Number five sounds familiar...

Mp3 Astra
2nd August 2007, 18:34
There are a number of options, not limited to the following:

1. You go to a Bank (any high street one will do), put on a balaclava, remove you shotgun from the bag, pass over a note demanding the entire contents of the vault, run like hell and hope that you don't get caught.

2. Go to Holland. Collect a large consignment of class A drugs, hide them in your transporter. Bring them back to Dover. Hope you don't get caught.

3. After your release from jail after getting caught doing 2, Buy a load more class A drugs and attempt to sell them to an undercover customs officer at South Mimms Services.

4. Discover you have a father in the top 100 of The Sunday Times Rich List

5. Convince the extremely gullible CEO of a Multi-National company that you are the next best ting to Lewis Hamilton and to give you 1 million pounds.
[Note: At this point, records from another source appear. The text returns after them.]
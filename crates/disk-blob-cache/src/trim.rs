//! Hooks for shrinking caches under external low-disk-space pressure

use async_trait::async_trait;
use std::sync::{Mutex, PoisonError, Weak};

#[derive(Debug, Clone, Copy, PartialEq, Eq)]
pub enum TrimLevel {
    /// Shrink to the configured floor.
    Minimum,
    /// Drop everything.
    Nothing,
}

/// Something that can give disk space back on request.
#[async_trait]
pub trait DiskTrimmable: Send + Sync {
    async fn trim(&self, level: TrimLevel);
}

/// Where trimmables register themselves at construction.
///
/// Registries hold weak handles so a registered cache can still be dropped.
pub trait TrimRegistry: Send + Sync {
    fn register(&self, trimmable: Weak<dyn DiskTrimmable>);
}

#[derive(Debug, Default, Clone, Copy)]
pub struct NoOpTrimRegistry;

impl TrimRegistry for NoOpTrimRegistry {
    fn register(&self, _trimmable: Weak<dyn DiskTrimmable>) {}
}

/// Keeps registered trimmables and fans a trim request out to all live ones.
#[derive(Default)]
pub struct InProcessTrimRegistry {
    trimmables: Mutex<Vec<Weak<dyn DiskTrimmable>>>,
}

impl InProcessTrimRegistry {
    pub fn new() -> Self {
        Self::default()
    }

    /// Number of registrations still alive.
    pub fn live_count(&self) -> usize {
        self.trimmables
            .lock()
            .unwrap_or_else(PoisonError::into_inner)
            .iter()
            .filter(|t| t.strong_count() > 0)
            .count()
    }

    /// Trim every live registration. Returns how many were trimmed.
    pub async fn trim_all(&self, level: TrimLevel) -> usize {
        let live: Vec<_> = {
            let mut trimmables = self
                .trimmables
                .lock()
                .unwrap_or_else(PoisonError::into_inner);
            trimmables.retain(|t| t.strong_count() > 0);
            trimmables.iter().filter_map(Weak::upgrade).collect()
        };

        for trimmable in &live {
            trimmable.trim(level).await;
        }
        live.len()
    }
}

impl TrimRegistry for InProcessTrimRegistry {
    fn register(&self, trimmable: Weak<dyn DiskTrimmable>) {
        self.trimmables
            .lock()
            .unwrap_or_else(PoisonError::into_inner)
            .push(trimmable);
    }
}
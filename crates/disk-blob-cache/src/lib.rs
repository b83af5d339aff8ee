//! Versioned on-disk blob cache with watermark and age-based eviction
//!
//! Entries are written through a caller-supplied [`WriterCallback`] into a
//! staged location and become visible only on an atomic commit. An in-memory
//! index shadows what is on disk and heals itself on every authoritative
//! lookup. The cache shrinks back to its low watermark before an insert once
//! it has grown past the high watermark, and purges stale items on request.

mod cache;
mod clock;
mod config;
mod error;
mod events;
mod eviction;
mod index;
mod key;
pub mod storage;
mod trim;
mod types;
mod writer;

pub use cache::{DiskBlobCache, DiskBlobCacheBuilder};
pub use clock::{Clock, ManualClock, SystemClock};
pub use config::{CacheConfig, CacheParams};
pub use error::{CacheError, Result};
pub use events::{
    CacheErrorCategory, CacheErrorLogger, CacheEventListener, EvictionReason,
    NoOpCacheEventListener, TracingErrorLogger,
};
pub use eviction::{EvictionOrder, EvictionOutcome, OldestFirst, ScoreBased};
pub use key::{CacheKey, ResourceId};
pub use storage::{BlobResource, CommittedWrite, FileStorage, Storage, StorageItem};
pub use trim::{DiskTrimmable, InProcessTrimRegistry, NoOpTrimRegistry, TrimLevel, TrimRegistry};
pub use types::CacheStats;
pub use writer::{BlobSink, WriterCallback};
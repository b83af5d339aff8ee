//! Error types for the disk cache admin tool

use std::fmt;

#[derive(Debug)]
pub enum AdminError {
    Cache(disk_blob_cache::CacheError),
    Config(String),
    Serialization(serde_json::Error),
}

impl fmt::Display for AdminError {
    fn fmt(&self, f: &mut fmt::Formatter<'_>) -> fmt::Result {
        match self {
            AdminError::Cache(err) => write!(f, "Cache error: {}", err),
            AdminError::Config(msg) => write!(f, "Configuration error: {}", msg),
            AdminError::Serialization(err) => write!(f, "Serialization error: {}", err),
        }
    }
}

impl std::error::Error for AdminError {
    fn source(&self) -> Option<&(dyn std::error::Error + 'static)> {
        match self {
            AdminError::Cache(err) => Some(err),
            AdminError::Serialization(err) => Some(err),
            _ => None,
        }
    }
}

impl From<disk_blob_cache::CacheError> for AdminError {
    fn from(err: disk_blob_cache::CacheError) -> Self {
        AdminError::Cache(err)
    }
}

impl From<serde_json::Error> for AdminError {
    fn from(err: serde_json::Error) -> Self {
        AdminError::Serialization(err)
    }
}

impl From<tracing_subscriber::filter::ParseError> for AdminError {
    fn from(err: tracing_subscriber::filter::ParseError) -> Self {
        AdminError::Config(err.to_string())
    }
}

pub type Result<T> = std::result::Result<T, AdminError>;

#[cfg(test)]
mod tests {
    use super::*;
    use std::error::Error;

    #[test]
    fn test_cache_error_display() {
        let err = AdminError::from(disk_blob_cache::CacheError::Disabled);
        assert_eq!(format!("{}", err), "Cache error: Cache storage is disabled");
        assert!(err.source().is_some());
    }

    #[test]
    fn test_serialization_error_display() {
        let err = AdminError::from(serde_json::from_str::<u64>("nope").unwrap_err());
        assert!(format!("{}", err).starts_with("Serialization error: "));
        assert!(err.source().is_some());
    }

    #[test]
    fn test_config_error_display() {
        let err = AdminError::Config("bad filter".to_string());
        assert_eq!(format!("{}", err), "Configuration error: bad filter");
    }

    #[test]
    fn test_error_is_debug() {
        let err = AdminError::Config("test".to_string());
        let debug_str = format!("{:?}", err);
        assert!(debug_str.contains("Config"));
    }
}
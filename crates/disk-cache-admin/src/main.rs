//! Disk cache admin - maintenance commands for an on-disk blob cache
//!
//! Reads the cache location and limits from the same environment variables
//! as the services that embed the cache, then runs a single command.

mod command;
mod error;

use crate::command::{execute, Cli};
use crate::error::Result;
use clap::Parser;
use disk_blob_cache::{CacheConfig, DiskBlobCache};
use tracing::info;
use tracing_subscriber::{prelude::*, EnvFilter};

#[tokio::main]
async fn main() -> Result<()> {
    let cli = Cli::parse();

    // Initialize logging
    let env_filter = EnvFilter::from_default_env()
        .add_directive("disk_cache_admin=info".parse()?)
        .add_directive("disk_blob_cache=info".parse()?);

    // Use JSON format for GCP Cloud Logging when LOG_FORMAT=json
    if std::env::var("LOG_FORMAT")
        .map(|v| v == "json")
        .unwrap_or(false)
    {
        tracing_subscriber::registry()
            .with(env_filter)
            .with(tracing_stackdriver::layer())
            .init();
    } else {
        tracing_subscriber::fmt()
            .with_env_filter(env_filter)
            .with_writer(std::io::stderr)
            .init();
    };

    let config = CacheConfig::from_env()?;
    info!("Cache dir: {:?}", config.cache_dir);
    info!("Schema version: {}", config.schema_version);
    info!(
        "Watermarks: {} MB / {} MB",
        config.low_watermark / (1024 * 1024),
        config.high_watermark / (1024 * 1024)
    );

    let cache = DiskBlobCache::from_config(&config)?;
    if !cache.is_enabled() {
        return Err(disk_blob_cache::CacheError::Disabled.into());
    }

    let output = execute(&cache, cli.command).await?;
    println!("{}", output);

    Ok(())
}
const ENTRY_SUFFIX: &str = ".blob";
const TEMP_SUFFIX: &str = ".tmp";

/// Temp files younger than this may belong to a writer in another instance.
const TEMP_FILE_LIFETIME: Duration = Duration::from_secs(30 * 60);

type InFlight = Arc<Mutex<HashSet<PathBuf>>>;

/// Stores each entry as a flat file inside a per-version namespace directory.
pub struct FileStorage {
    root: PathBuf,
    version: u32,
    namespace: PathBuf,
    clock: Arc<dyn Clock>,
    error_logger: Arc<dyn CacheErrorLogger>,
    in_flight: InFlight,
}

impl FileStorage {
    /// Create a backend rooted at `root`. Directories are created lazily.
    pub fn new(root: impl Into<PathBuf>, version: u32) -> Self {
        let root: PathBuf = root.into();
        let namespace = root.join(format!("v{}", version));
        Self {
            root,
            version,
            namespace,
            clock: Arc::new(SystemClock),
            error_logger: Arc::new(TracingErrorLogger),
            in_flight: Arc::new(Mutex::new(HashSet::new())),
        }
    }

    /// Use `clock` for commit and touch timestamps.
    pub fn with_clock(mut self, clock: Arc<dyn Clock>) -> Self {
        self.clock = clock;
        self
    }

    pub fn with_error_logger(mut self, error_logger: Arc<dyn CacheErrorLogger>) -> Self {
        self.error_logger = error_logger;
        self
    }

    pub fn root(&self) -> &Path {
        &self.root
    }

    /// Directory holding every item of this schema version.
    pub fn namespace_dir(&self) -> &Path {
        &self.namespace
    }

    fn entry_path(&self, id: &ResourceId) -> PathBuf {
        self.namespace
            .join(id.shard())
            .join(format!("{}{}", id, ENTRY_SUFFIX))
    }

    /// Parse a path back into the id it was written under.
    fn recognize(&self, path: &Path) -> Option<ResourceId> {
        let file_name = path.file_name()?.to_str()?;
        let id = ResourceId::parse(file_name.strip_suffix(ENTRY_SUFFIX)?)?;
        (path.parent()? == self.namespace.join(id.shard())).then_some(id)
    }

    /// Temp files that must not be reported or deleted.
    fn is_live_temp(&self, path: &Path, metadata: &Metadata, in_flight: &HashSet<PathBuf>) -> bool {
        let is_temp = path
            .file_name()
            .and_then(|name| name.to_str())
            .map(|name| name.ends_with(TEMP_SUFFIX))
            .unwrap_or(false);
        if !is_temp {
            return false;
        }
        if in_flight.contains(path) {
            return true;
        }
        metadata
            .modified()
            .ok()
            .and_then(|modified| SystemTime::now().duration_since(modified).ok())
            .map(|age| age < TEMP_FILE_LIFETIME)
            .unwrap_or(true)
    }

    fn in_flight_snapshot(&self) -> HashSet<PathBuf> {
        self.in_flight
            .lock()
            .unwrap_or_else(PoisonError::into_inner)
            .clone()
    }

    /// Every non-directory under the namespace, skipping live temp files,
    /// plus the directories visited (deepest last).
    async fn walk(&self) -> io::Result<(Vec<(PathBuf, Metadata)>, Vec<PathBuf>)> {
        let in_flight = self.in_flight_snapshot();
        let mut files = Vec::new();
        let mut dirs = Vec::new();
        let mut pending = vec![self.namespace.clone()];

        while let Some(dir) = pending.pop() {
            let mut reader = match fs::read_dir(&dir).await {
                Ok(reader) => reader,
                Err(e) if e.kind() == io::ErrorKind::NotFound => continue,
                Err(e) => return Err(e),
            };

            while let Some(dir_entry) = reader.next_entry().await? {
                let path = dir_entry.path();
                let metadata = match dir_entry.metadata().await {
                    Ok(metadata) => metadata,
                    // Deleted between listing and stat
                    Err(e) if e.kind() == io::ErrorKind::NotFound => continue,
                    Err(e) => return Err(e),
                };

                if metadata.is_dir() {
                    pending.push(path.clone());
                    dirs.push(path);
                } else if !self.is_live_temp(&path, &metadata, &in_flight) {
                    files.push((path, metadata));
                }
            }
        }

        Ok((files, dirs))
    }
}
Spend it on a couple of Red Ex-WTCC cars and then drive round at the bank before crashing into everyone as they pass you.

6. Start your own company, spend 25 years building up the business, then spend your companies past 5 years profits on running your own BTCC Team, whilst bankrupting the company.

7. Start your own company, spend 25 years building it up, amass a multi-million pound fortune, then spend some of it winding up the works teams and getting right up their noses as you wipe the floor with them in your own designed and built car.

8. Pitch a tent on Ian Harrison's front lawn, dig tunnels under his house and refuse to go until he gives you a drive.

9. Get a really high-powered job, then convince all of your suppliers that you won't buy their products unless they sponsor you to drive a BTCC car.

10. Win the Lotto

11. Get your parents to re-mortgage their house in Surrey, cash in their pension fund, get all of their savings, sell your Grandmother to white slavers and your sister's kidney to a rich American, give all the money to a spiv car-dealer for a 5 year old BTCC car, run around at the back for half a season, get told "oh well, That's motorsport" when it breaks down every race and then disappear to the poor house.

12. have more Jam than Hartleys

some (but not all of the above) are tried and tested methods and MAY be patented by past and current BTCC Drivers. One thing that will not guarantee you a drive in the BTCC is talent, that is just optional, not a necessity.

Which ones of those are true? :eek: I thought I heard something about drugs a few years ago, don't know if it was true or not!